DATA LISTING: Begin

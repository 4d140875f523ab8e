// Bias — The row-wise bias addition operation
//
// y = x + b, where b is a single row broadcast over every row of x.
//
// PARAMETER SHAPE:
//
//   b: [1, width]
//
// GRADIENTS:
//
//   dX = dY                       (addition passes the gradient through)
//   db = column sums of dY        → [1, width]
//
// Summing over rows makes a batched forward/backward give the same bias
// gradient as running each row through separately and accumulating.

use wren_core::{Element, Error, Matrix, Result, Shape};

use crate::operation::{Differentiable, Trace};
use crate::param::Param;

/// A learnable bias, added to every row of the input.
#[derive(Debug, Clone)]
pub struct Bias<T: Element> {
    param: Param<T>,
}

impl<T: Element> Bias<T> {
    pub(crate) const NAME: &'static str = "bias";

    /// Zero bias of the given width.
    pub fn new(width: usize) -> Self {
        Bias {
            param: Param::zeros((1, width)),
        }
    }

    /// Use an existing single-row matrix as the bias.
    pub fn from_matrix(bias: Matrix<T>) -> Result<Self> {
        if bias.rows() != 1 {
            return Err(Error::ShapeMismatch {
                op: Self::NAME,
                expected: Shape::new(1, bias.columns()),
                got: bias.shape(),
            });
        }
        Ok(Bias {
            param: Param::new(bias),
        })
    }

    /// Number of columns the bias covers.
    pub fn width(&self) -> usize {
        self.param.shape().cols()
    }

    fn check_width(&self, input: Shape) -> Result<()> {
        if input.cols() != self.width() {
            return Err(Error::ShapeMismatch {
                op: Self::NAME,
                expected: Shape::new(input.rows(), self.width()),
                got: input,
            });
        }
        Ok(())
    }
}

impl<T: Element> Differentiable<T> for Bias<T> {
    fn name(&self) -> &'static str {
        Self::NAME
    }

    fn forward(&self, input: &Matrix<T>) -> Result<(Matrix<T>, Trace<T>)> {
        self.check_width(input.shape())?;
        let b = self.param.value().broadcast_rows(input.rows())?;
        let output = input.add(&b)?;
        Ok((output.clone(), Trace::new(Self::NAME, input.clone(), output)))
    }

    fn backward(&mut self, trace: &Trace<T>, d_output: &Matrix<T>) -> Result<Matrix<T>> {
        trace.expect_owner(Self::NAME)?;
        trace.expect_output_shape(d_output)?;
        self.param.accumulate(&d_output.sum_rows())?;
        Ok(d_output.clone())
    }

    fn param(&self) -> Option<&Param<T>> {
        Some(&self.param)
    }

    fn param_mut(&mut self) -> Option<&mut Param<T>> {
        Some(&mut self.param)
    }

    fn output_width_for(&self, input_width: usize) -> Result<Option<usize>> {
        self.check_width(Shape::new(1, input_width))?;
        Ok(Some(self.width()))
    }
}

DATA LISTING: End

PROBLEM DESCRIPTION
Your answer must be the full listing, restated word for word.

REPLY
repository 4d140875f523ab8e
// Bias — The row-wise bias addition operation
//
// y = x + b, where b is a single row broadcast over every row of x.
//
// PARAMETER SHAPE:
//
//   b: [1, width]
//
// GRADIENTS:
//
//   dX = dY                       (addition passes the gradient through)
//   db = column sums of dY        → [1, width]
//
// Summing over rows makes a batched forward/backward give the same bias
// gradient as running each row through separately and accumulating.

use wren_core::{Element, Error, Matrix, Result, Shape};

use crate::operation::{Differentiable, Trace};
use crate::param::Param;

/// A learnable bias, added to every row of the input.
#[derive(Debug, Clone)]
pub struct Bias<T: Element> {
    param: Param<T>,
}

impl<T: Element> Bias<T> {
    pub(crate) const NAME: &'static str = "bias";

    /// Zero bias of the given width.
    pub fn new(width: usize) -> Self {
        Bias {
            param: Param::zeros((1, width)),
        }
    }

    /// Use an existing single-row matrix as the bias.
    pub fn from_matrix(bias: Matrix<T>) -> Result<Self> {
        if bias.rows() != 1 {
            return Err(Error::ShapeMismatch {
                op: Self::NAME,
                expected: Shape::new(1, bias.columns()),
                got: bias.shape(),
            });
        }
        Ok(Bias {
            param: Param::new(bias),
        })
    }

    /// Number of columns the bias covers.
    pub fn width(&self) -> usize {
        self.param.shape().cols()
    }

    fn check_width(&self, input: Shape) -> Result<()> {
        if input.cols() != self.width() {
            return Err(Error::ShapeMismatch {
                op: Self::NAME,
                expected: Shape::new(input.rows(), self.width()),
                got: input,
            });
        }
        Ok(())
    }
}

impl<T: Element> Differentiable<T> for Bias<T> {
    fn name(&self) -> &'static str {
        Self::NAME
    }

    fn forward(&self, input: &Matrix<T>) -> Result<(Matrix<T>, Trace<T>)> {
        self.check_width(input.shape())?;
        let b = self.param.value().broadcast_rows(input.rows())?;
        let output = input.add(&b)?;
        Ok((output.clone(), Trace::new(Self::NAME, input.clone(), output)))
    }

    fn backward(&mut self, trace: &Trace<T>, d_output: &Matrix<T>) -> Result<Matrix<T>> {
        trace.expect_owner(Self::NAME)?;
        trace.expect_output_shape(d_output)?;
        self.param.accumulate(&d_output.sum_rows())?;
        Ok(d_output.clone())
    }

    fn param(&self) -> Option<&Param<T>> {
        Some(&self.param)
    }

    fn param_mut(&mut self) -> Option<&mut Param<T>> {
        Some(&mut self.param)
    }

    fn output_width_for(&self, input_width: usize) -> Result<Option<usize>> {
        self.check_width(Shape::new(1, input_width))?;
        Ok(Some(self.width()))
    }
}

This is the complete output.